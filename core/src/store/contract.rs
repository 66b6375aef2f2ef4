use super::{bad_enum, Db};
use crate::{
    error::LedgerResult,
    types::{AgencyId, ClientId, ContractId, ContractStatus},
};
use rusqlite::{params, OptionalExtension};

#[derive(Debug, Clone)]
pub struct NewContract {
    pub contract_number: String,
    pub client_id: ClientId,
    pub agency_id: AgencyId,
    pub contract_type: String,
    pub amount: f64,
    pub start_date: Option<String>,
    pub end_date: Option<String>,
    pub status: ContractStatus,
}

#[derive(Debug, Clone)]
pub struct ContractRow {
    pub contract_id: ContractId,
    pub contract_number: String,
    pub client_id: ClientId,
    pub agency_id: AgencyId,
    pub contract_type: String,
    pub amount: f64,
    pub start_date: Option<String>,
    pub end_date: Option<String>,
    pub status: ContractStatus,
}

impl Db<'_> {
    pub fn insert_contract(&self, c: &NewContract) -> LedgerResult<ContractId> {
        self.conn.execute(
            "INSERT INTO contract (
                contract_number, client_id, agency_id, contract_type,
                amount, start_date, end_date, status
             ) VALUES (?1, ?2, ?3, ?4, ?5, ?6, ?7, ?8)",
            params![
                c.contract_number,
                c.client_id,
                c.agency_id,
                c.contract_type,
                c.amount,
                c.start_date,
                c.end_date,
                c.status.as_str(),
            ],
        )?;
        Ok(self.conn.last_insert_rowid())
    }

    pub fn contract(&self, contract_id: ContractId) -> LedgerResult<Option<ContractRow>> {
        let row = self
            .conn
            .query_row(
                "SELECT contract_id, contract_number, client_id, agency_id,
                        contract_type, amount, start_date, end_date, status
                 FROM contract WHERE contract_id = ?1",
                params![contract_id],
                |row| {
                    let status: String = row.get(8)?;
                    Ok(ContractRow {
                        contract_id: row.get(0)?,
                        contract_number: row.get(1)?,
                        client_id: row.get(2)?,
                        agency_id: row.get(3)?,
                        contract_type: row.get(4)?,
                        amount: row.get(5)?,
                        start_date: row.get(6)?,
                        end_date: row.get(7)?,
                        status: ContractStatus::parse(&status).ok_or_else(|| bad_enum(8, &status))?,
                    })
                },
            )
            .optional()?;
        Ok(row)
    }

    /// DRAFT -> ACTIVE, as a payment side effect. Returns whether a row
    /// actually flipped; already-ACTIVE contracts are left untouched, which
    /// makes the transition idempotent.
    pub fn activate_contract_if_draft(&self, contract_id: ContractId) -> LedgerResult<bool> {
        let changed = self.conn.execute(
            "UPDATE contract SET status = 'ACTIVE'
             WHERE contract_id = ?1 AND status = 'DRAFT'",
            params![contract_id],
        )?;
        Ok(changed > 0)
    }

    pub fn contract_status(&self, contract_id: ContractId) -> LedgerResult<Option<ContractStatus>> {
        let status: Option<String> = self
            .conn
            .query_row(
                "SELECT status FROM contract WHERE contract_id = ?1",
                params![contract_id],
                |row| row.get(0),
            )
            .optional()?;
        match status {
            Some(s) => Ok(Some(ContractStatus::parse(&s).ok_or_else(|| bad_enum(0, &s))?)),
            None => Ok(None),
        }
    }
}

------

About this exercise – In the material above, find the line with "let status: Option<String> = self"; then retype it and every line after it through the last, exactly as written.

Answer to the exercise –
        let status: Option<String> = self
            .conn
            .query_row(
                "SELECT status FROM contract WHERE contract_id = ?1",
                params![contract_id],
                |row| row.get(0),
            )
            .optional()?;
        match status {
            Some(s) => Ok(Some(ContractStatus::parse(&s).ok_or_else(|| bad_enum(0, &s))?)),
            None => Ok(None),
        }
    }
}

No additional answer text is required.